## [Directions]
For each line of the data below that includes the string "number", count one, and answer with the sum only.

## [Records to process]
//! Exponential backoff for transient failures.
//!
//! Used by the event relay when the bus refuses a publish. The business
//! transition that produced the event is already committed, so the caller
//! only decides what to do once the retry budget is gone (dead-letter it).
//!
//! ```rust
//! use benefits_runtime::retry::{RetryPolicy, retry_with_backoff};
//! use std::time::Duration;
//!
//! # async fn example() {
//! let policy = RetryPolicy::builder()
//!     .max_retries(3)
//!     .initial_delay(Duration::from_millis(1))
//!     .build();
//!
//! let value = retry_with_backoff(&policy, "demo", || async { Ok::<_, String>(42) })
//!     .await
//!     .unwrap();
//! assert_eq!(value.value, 42);
//! # }
//! ```

use std::fmt;
use std::future::Future;
use std::time::Duration;
use tokio::time::sleep;

/// Retry policy configuration for exponential backoff.
///
/// `max_retries` counts retries after the first attempt, so an operation runs
/// at most `max_retries + 1` times.
#[derive(Debug, Clone, PartialEq)]
pub struct RetryPolicy {
    /// Retries allowed after the first attempt
    pub max_retries: u32,
    /// Delay before the first retry
    pub initial_delay: Duration,
    /// Cap for the exponential delay
    pub max_delay: Duration,
    /// Growth factor between consecutive delays
    pub multiplier: f64,
    /// Scale each delay by a random factor in `[0.5, 1.0]`
    pub jitter: bool,
}

impl Default for RetryPolicy {
    fn default() -> Self {
        Self {
            max_retries: 5,
            initial_delay: Duration::from_millis(100),
            max_delay: Duration::from_secs(10),
            multiplier: 2.0,
            jitter: true,
        }
    }
}

impl RetryPolicy {
    /// Create a new policy builder seeded with the defaults.
    #[must_use]
    pub fn builder() -> RetryPolicyBuilder {
        RetryPolicyBuilder {
            policy: Self::default(),
        }
    }

    /// Delay before retry number `attempt` (0-indexed).
    ///
    /// `initial_delay * multiplier^attempt`, capped at `max_delay`, then
    /// jittered when enabled.
    #[must_use]
    pub fn delay_for_attempt(&self, attempt: u32) -> Duration {
        use rand::Rng;

        let exponent = i32::try_from(attempt).unwrap_or(i32::MAX);
        let base = self.initial_delay.as_secs_f64() * self.multiplier.powi(exponent);
        let capped = base.min(self.max_delay.as_secs_f64());

        let factor = if self.jitter {
            rand::thread_rng().gen_range(0.5..=1.0)
        } else {
            1.0
        };

        Duration::from_secs_f64((capped * factor).max(0.0))
    }
}

/// Builder for [`RetryPolicy`].
#[derive(Debug, Clone)]
pub struct RetryPolicyBuilder {
    policy: RetryPolicy,
}

impl RetryPolicyBuilder {
    /// Set maximum number of retries.
    #[must_use]
    pub const fn max_retries(mut self, max_retries: u32) -> Self {
        self.policy.max_retries = max_retries;
        self
    }

    /// Set initial delay before first retry.
    #[must_use]
    pub const fn initial_delay(mut self, delay: Duration) -> Self {
        self.policy.initial_delay = delay;
        self
    }

    /// Set maximum delay.
    #[must_use]
    pub const fn max_delay(mut self, delay: Duration) -> Self {
        self.policy.max_delay = delay;
        self
    }

    /// Set multiplier for exponential backoff.
    #[must_use]
    pub const fn multiplier(mut self, multiplier: f64) -> Self {
        self.policy.multiplier = multiplier;
        self
    }

    /// Enable or disable jitter.
    #[must_use]
    pub const fn jitter(mut self, jitter: bool) -> Self {
        self.policy.jitter = jitter;
        self
    }

    /// Build the [`RetryPolicy`].
    #[must_use]
    pub fn build(self) -> RetryPolicy {
        self.policy
    }
}

/// A successful result together with the number of attempts it took.
#[derive(Debug, Clone, PartialEq, Eq)]
pub struct Retried<T> {
    /// The operation's output
    pub value: T,
    /// Attempts made, including the successful one
    pub attempts: u32,
}

/// The retry budget ran out.
#[derive(Debug, Clone, PartialEq, Eq)]
pub struct RetriesExhausted<E> {
    /// Attempts made, all failed
    pub attempts: u32,
    /// Error from the last attempt
    pub last_error: E,
}

impl<E: fmt::Display> fmt::Display for RetriesExhausted<E> {
    fn fmt(&self, f: &mut fmt::Formatter<'_>) -> fmt::Result {
        write!(f, "gave up after {} attempts: {}", self.attempts, self.last_error)
    }
}

impl<E: fmt::Debug + fmt::Display> std::error::Error for RetriesExhausted<E> {}

/// Retry an async operation with exponential backoff.
///
/// # Errors
///
/// Returns [`RetriesExhausted`] carrying the last error once every attempt
/// has failed.
pub async fn retry_with_backoff<F, Fut, T, E>(
    policy: &RetryPolicy,
    operation_name: &str,
    mut operation: F,
) -> Result<Retried<T>, RetriesExhausted<E>>
where
    F: FnMut() -> Fut,
    Fut: Future<Output = Result<T, E>>,
    E: fmt::Display,
{
    let mut attempt: u32 = 0;

    loop {
        match operation().await {
            Ok(value) => {
                if attempt > 0 {
                    tracing::info!(
                        operation = operation_name,
                        attempts = attempt + 1,
                        "Operation succeeded after retry"
                    );
                }
                return Ok(Retried {
                    value,
                    attempts: attempt + 1,
                });
            },
            Err(error) => {
                if attempt >= policy.max_retries {
                    tracing::error!(
                        operation = operation_name,
                        attempts = attempt + 1,
                        error = %error,
                        "Operation failed after max retries"
                    );
                    return Err(RetriesExhausted {
                        attempts: attempt + 1,
                        last_error: error,
                    });
                }

                let delay = policy.delay_for_attempt(attempt);
                metrics::counter!("retry.attempts", "operation" => operation_name.to_string())
                    .increment(1);
                tracing::warn!(
                    operation = operation_name,
                    attempt,
                    delay_ms = u64::try_from(delay.as_millis()).unwrap_or(u64::MAX),
                    error = %error,
                    "Operation failed, retrying"
                );

                sleep(delay).await;
                attempt += 1;
            },
        }
    }
}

## [Written response]
3